I’m such a tit at times.
Meaning
Back home after a fortnight wirelessless. My life has meaning again. I am whole.
Hankering
As I get older, I find myself hankering after my childhood days when it was easy and nice. It didn’t matter that you had no dress sense and that your hair was shockingly bad. It didn’t to me.
You got told when you were doing OK at school, you did exams that confirmed whether you were doing OK. If you weren’t doing OK, your parents could go in and defend you and tell the teacher why you weren’t getting on as well as you could.
In the real world, at work, you just plod on. Nobody tells you whether the work you do is good, OK, rubbish. You just carry on. And they wonder why you lack motivation, but they never bother to ask why, they just think you don’t give a crap.

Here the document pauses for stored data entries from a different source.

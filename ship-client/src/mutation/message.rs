//! Optimistic message sending.
//!
//! A provisional record is appended to the cached conversation before the
//! network call. On success it is replaced by the server's record; on
//! failure it is removed, the text goes back into the draft and an error
//! notification offers a retry.

use serde_json::Value;
use ship_cache::QueryCache;
use ship_core::{
    keys, DeliveryStatus, MessageRecord, PayloadError, QueryKey, UserId, ValidationError,
};
use std::sync::{Arc, Mutex};
use tokio::sync::watch;
use tracing::{debug, warn};

use super::{MutationError, SubmitOutcome};
use crate::api_client::MessageApi;
use crate::notifications::{Notification, NotificationAction, Notifier};

#[derive(Debug, Default)]
struct ComposerState {
    draft: String,
    /// Text of the last send that failed, kept for retry.
    failed: Option<String>,
    in_flight: usize,
}

/// Composer and send pipeline for one conversation.
pub struct MessageSendController {
    recipient: UserId,
    api: Arc<dyn MessageApi>,
    cache: QueryCache,
    notifier: Notifier,
    state: Mutex<ComposerState>,
    scroll: watch::Sender<u64>,
}

impl MessageSendController {
    pub fn new(recipient: UserId, api: Arc<dyn MessageApi>, cache: QueryCache, notifier: Notifier) -> Self {
        let (scroll, _) = watch::channel(0);
        Self {
            recipient,
            api,
            cache,
            notifier,
            state: Mutex::new(ComposerState::default()),
            scroll,
        }
    }

    pub fn recipient(&self) -> &UserId {
        &self.recipient
    }

    fn conversation_key(&self) -> QueryKey {
        keys::conversation(&self.recipient)
    }

    fn lock(&self) -> std::sync::MutexGuard<'_, ComposerState> {
        self.state.lock().unwrap_or_else(|poisoned| poisoned.into_inner())
    }

    pub fn draft(&self) -> String {
        self.lock().draft.clone()
    }

    pub fn set_draft(&self, text: impl Into<String>) {
        self.lock().draft = text.into();
    }

    /// Text of the last failed send, if it has not been retried.
    pub fn failed_text(&self) -> Option<String> {
        self.lock().failed.clone()
    }

    pub fn in_flight(&self) -> usize {
        self.lock().in_flight
    }

    /// Incremented each time the view should scroll to the newest message.
    pub fn scroll_requests(&self) -> watch::Receiver<u64> {
        self.scroll.subscribe()
    }

    /// Send the current draft.
    pub async fn send_draft(&self) -> Result<SubmitOutcome<MessageRecord>, MutationError> {
        let text = self.draft();
        self.send(&text).await
    }

    /// Send the text of the last failed attempt again.
    pub async fn retry(&self) -> Result<SubmitOutcome<MessageRecord>, MutationError> {
        let Some(text) = self.lock().failed.take() else {
            return Ok(SubmitOutcome::Ignored);
        };
        {
            let mut state = self.lock();
            if state.draft == text {
                state.draft.clear();
            }
        }
        self.send(&text).await
    }

    pub async fn send(&self, text: &str) -> Result<SubmitOutcome<MessageRecord>, MutationError> {
        if text.trim().is_empty() {
            return Err(ValidationError::RequiredFieldMissing {
                field: "message".to_string(),
            }
            .into());
        }

        let key = self.conversation_key();
        let provisional = MessageRecord::provisional(self.recipient.clone(), text);
        let local_id = provisional.id.as_str().to_string();
        let provisional_json = serde_json::to_value(&provisional)?;
        self.cache.upsert_data(
            &key,
            || Value::Array(Vec::new()),
            |conversation| -> Result<(), PayloadError> {
                as_list(conversation)?.push(provisional_json);
                Ok(())
            },
        )??;
        {
            let mut state = self.lock();
            state.in_flight += 1;
            if state.draft == text {
                state.draft.clear();
            }
            if state.failed.as_deref() == Some(text) {
                state.failed = None;
            }
        }
        self.scroll.send_modify(|n| *n += 1);
        debug!(key = %key, id = %local_id, "Provisional message appended");

        let result = self.api.send_message(&self.recipient, text).await;
        self.lock().in_flight -= 1;

        match result {
            Ok(server) => {
                let confirmed = self.confirm(&key, &local_id, server, &provisional)?;
                for key in [key, keys::conversations()] {
                    if let Err(err) = self.cache.invalidate(&key) {
                        warn!(key = %key, error = %err, "Invalidation after send failed");
                    }
                }
                Ok(SubmitOutcome::Confirmed(confirmed))
            }
            Err(error) => {
                self.discard(&key, &local_id);
                {
                    let mut state = self.lock();
                    if state.draft.is_empty() {
                        state.draft = text.to_string();
                    }
                    state.failed = Some(text.to_string());
                }
                warn!(recipient = %self.recipient, error = %error, "Message send failed");
                let message = error.server_message().unwrap_or("Failed to send message");
                self.notifier.notify(
                    Notification::error(message)
                        .with_description("Your message was not delivered")
                        .with_action(NotificationAction::Retry),
                );
                Ok(SubmitOutcome::RolledBack {
                    restored: provisional,
                    error,
                })
            }
        }
    }

    /// Swap the provisional record for the server's.
    ///
    /// The server's object goes into the conversation as sent, with every
    /// field it carries. A reply that is not a server-issued message record
    /// confirms the provisional one instead.
    fn confirm(
        &self,
        key: &QueryKey,
        local_id: &str,
        server: Value,
        provisional: &MessageRecord,
    ) -> Result<MessageRecord, MutationError> {
        let record = serde_json::from_value::<MessageRecord>(server.clone())
            .ok()
            .filter(|record| !record.id.is_local());
        let (confirmed, replacement, server_id) = match (record, server) {
            (Some(record), Value::Object(mut fields)) => {
                fields.insert("status".to_string(), Value::from("sent"));
                let server_id = record.id.as_str().to_string();
                let record = MessageRecord {
                    status: DeliveryStatus::Sent,
                    ..record
                };
                (record, Value::Object(fields), Some(server_id))
            }
            _ => {
                let record = MessageRecord {
                    status: DeliveryStatus::Sent,
                    ..provisional.clone()
                };
                let replacement = serde_json::to_value(&record)?;
                (record, replacement, None)
            }
        };

        let patched = self.cache.update_data(key, |conversation| -> Result<(), PayloadError> {
            let list = as_list(conversation)?;
            let Some(pos) = list.iter().position(|m| id_of(m).as_deref() == Some(local_id)) else {
                return Ok(());
            };
            let duplicate = server_id
                .as_deref()
                .is_some_and(|id| list.iter().any(|m| id_of(m).as_deref() == Some(id)));
            if duplicate {
                list.remove(pos);
            } else {
                list[pos] = replacement;
            }
            Ok(())
        })?;
        if let Some(result) = patched {
            result?;
        }
        Ok(confirmed)
    }

    fn discard(&self, key: &QueryKey, local_id: &str) {
        let removed = self.cache.update_data(key, |conversation| {
            if let Value::Array(list) = conversation {
                list.retain(|m| id_of(m).as_deref() != Some(local_id));
            }
        });
        if let Err(err) = removed {
            warn!(key = %key, error = %err, "Failed to remove provisional message");
        }
    }
}

fn as_list(value: &mut Value) -> Result<&mut Vec<Value>, PayloadError> {
    value.as_array_mut().ok_or_else(|| PayloadError::NotAnArray {
        what: "conversation".to_string(),
    })
}

/// Message id as a string; the backend sends integers.
fn id_of(message: &Value) -> Option<String> {
    match message.get("id")? {
        Value::String(s) => Some(s.clone()),
        Value::Number(n) => Some(n.to_string()),
        _ => None,
    }
}

#[cfg(test)]
mod tests {
    use super::*;
    use crate::api_client::ApiClientError;
    use async_trait::async_trait;
    use serde_json::json;
    use ship_cache::CacheConfig;

    struct ScriptedMessages {
        reply: Mutex<Vec<Result<Value, ApiClientError>>>,
    }

    impl ScriptedMessages {
        fn new(replies: Vec<Result<Value, ApiClientError>>) -> Arc<Self> {
            Arc::new(Self {
                reply: Mutex::new(replies),
            })
        }
    }

    #[async_trait]
    impl MessageApi for ScriptedMessages {
        async fn send_message(&self, _recipient: &UserId, _text: &str) -> Result<Value, ApiClientError> {
            let next = self.reply.lock().unwrap().pop();
            next.unwrap_or(Err(ApiClientError::Envelope("no reply scripted".into())))
        }
    }

    fn controller(api: Arc<ScriptedMessages>) -> (MessageSendController, QueryCache, tokio::sync::mpsc::Receiver<Notification>) {
        let cache = QueryCache::new(CacheConfig::default());
        let (notifier, rx) = Notifier::channel(8);
        let controller = MessageSendController::new(UserId::new("u2"), api, cache.clone(), notifier);
        (controller, cache, rx)
    }

    fn conversation(cache: &QueryCache) -> Vec<Value> {
        cache
            .get_data(&keys::conversation(&UserId::new("u2")))
            .unwrap()
            .and_then(|v| v.as_array().cloned())
            .unwrap_or_default()
    }

    #[tokio::test]
    async fn test_blank_text_is_rejected() {
        let (controller, cache, _rx) = controller(ScriptedMessages::new(vec![]));
        let err = controller.send("   ").await.unwrap_err();
        assert!(matches!(err, MutationError::Validation(_)));
        assert!(cache.is_empty());
    }

    #[tokio::test]
    async fn test_success_replaces_provisional() {
        let api = ScriptedMessages::new(vec![Ok(json!({
            "id": 41,
            "sender_id": "u1",
            "recipient_id": "u2",
            "message": "gm",
            "is_read": false,
            "sender": {"username": "ada"},
            "updated_at": "2026-10-17T09:00:00"
        }))]);
        let (controller, cache, mut rx) = controller(api);
        controller.set_draft("gm");
        let mut scroll = controller.scroll_requests();

        let outcome = controller.send_draft().await.unwrap();
        let SubmitOutcome::Confirmed(record) = outcome else {
            panic!("expected confirmation");
        };
        assert_eq!(record.id.as_str(), "41");
        assert_eq!(record.status, DeliveryStatus::Sent);

        let list = conversation(&cache);
        assert_eq!(list.len(), 1);
        assert_eq!(list[0]["id"], 41);
        assert_eq!(list[0]["status"], "sent");
        // Fields outside the record type survive until the refetch lands.
        assert_eq!(list[0]["sender"]["username"], "ada");
        assert_eq!(list[0]["updated_at"], "2026-10-17T09:00:00");
        assert_eq!(controller.draft(), "");
        assert!(scroll.has_changed().unwrap());
        assert!(rx.try_recv().is_err());
    }

    #[tokio::test]
    async fn test_duplicate_server_record_drops_provisional() {
        let api = ScriptedMessages::new(vec![Ok(json!({
            "id": "m7",
            "recipient_id": "u2",
            "message": "hi"
        }))]);
        let (controller, cache, _rx) = controller(api);
        cache
            .set_data(
                keys::conversation(&UserId::new("u2")),
                json!([{"id": "m7", "recipient_id": "u2", "message": "hi"}]),
            )
            .unwrap();

        controller.send("hi").await.unwrap();
        let list = conversation(&cache);
        assert_eq!(list.len(), 1);
        assert_eq!(list[0]["id"], "m7");
    }

    #[tokio::test]
    async fn test_failure_removes_record_and_offers_retry() {
        let api = ScriptedMessages::new(vec![
            Ok(json!({"id": 9, "recipient_id": "u2", "message": "hello"})),
            Err(ApiClientError::Status {
                status: 500,
                message: None,
            }),
        ]);
        let (controller, cache, mut rx) = controller(api);
        controller.set_draft("hello");

        let outcome = controller.send_draft().await.unwrap();
        assert!(outcome.is_rolled_back());
        assert!(conversation(&cache).is_empty());
        assert_eq!(controller.draft(), "hello");
        assert_eq!(controller.failed_text().as_deref(), Some("hello"));
        let notification = rx.try_recv().unwrap();
        assert_eq!(notification.message, "Failed to send message");
        assert_eq!(notification.action, Some(NotificationAction::Retry));

        let retried = controller.retry().await.unwrap();
        assert!(retried.is_confirmed());
        assert_eq!(conversation(&cache).len(), 1);
        assert_eq!(controller.failed_text(), None);
        assert_eq!(controller.draft(), "");
    }

    #[tokio::test]
    async fn test_reply_without_server_id_confirms_provisional() {
        let api = ScriptedMessages::new(vec![Ok(json!({
            "id": "local-echo",
            "recipient_id": "u2",
            "message": "yo"
        }))]);
        let (controller, cache, _rx) = controller(api);

        let SubmitOutcome::Confirmed(record) = controller.send("yo").await.unwrap() else {
            panic!("expected confirmation");
        };
        assert_ne!(record.id.as_str(), "local-echo");
        assert_eq!(record.status, DeliveryStatus::Sent);
        let list = conversation(&cache);
        assert_eq!(list.len(), 1);
        assert_eq!(list[0]["id"], record.id.as_str());
        assert_eq!(list[0]["status"], "sent");
    }

    #[tokio::test]
    async fn test_retry_without_failure_is_ignored() {
        let (controller, _cache, _rx) = controller(ScriptedMessages::new(vec![]));
        assert!(controller.retry().await.unwrap().is_ignored());
    }

    #[test]
    fn test_id_of_accepts_numbers() {
        assert_eq!(id_of(&json!({"id": 12})).as_deref(), Some("12"));
        assert_eq!(id_of(&json!({"id": "local-1"})).as_deref(), Some("local-1"));
        assert_eq!(id_of(&json!({})), None);
    }
}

If only we could have parents’ evenings for the workplace. Get my mum to go into work and tell the bosses off. It’d shake the public sector up good and proper.
Just wait till I’m in charge.
London 2012
I’m hoping for the Third World War to kick off so we don’t have to endure this pile of shite. I think the cost of another world war will probably a lot less than the cost of the London Olympics – you note LONDON Olympics, that the rest of the country is paying for, but won’t get any benefit from. Nobody wanted these games to come to the UK – apart from Seb Coe and Ken Livingston, that is. Billions of pounds down the drain for the purpose of massaging two already over inflated egos.
Tossers.
Anyway, there’s much excitement today as the new logo for the London Olympics has been unveiled.
I didn’t actually realise what it was supposed to represent until I read what it was.
Here’s my effort… about as much effort as is warranted.
Act on CO2
Just seen a public service ad from the Department for Transport on the telly about reducing CO2 emissions by reducing car engine revs and by driving smoothly. We’d love to drive smoothly, but they keep putting fucking road humps, traffic lights and 20mph limits all over the frigging roads.
Fucktards.
Yarr!
Tahoma
Don’t know why, but everything’s gone Tahoma on the front page of my blog. Weird.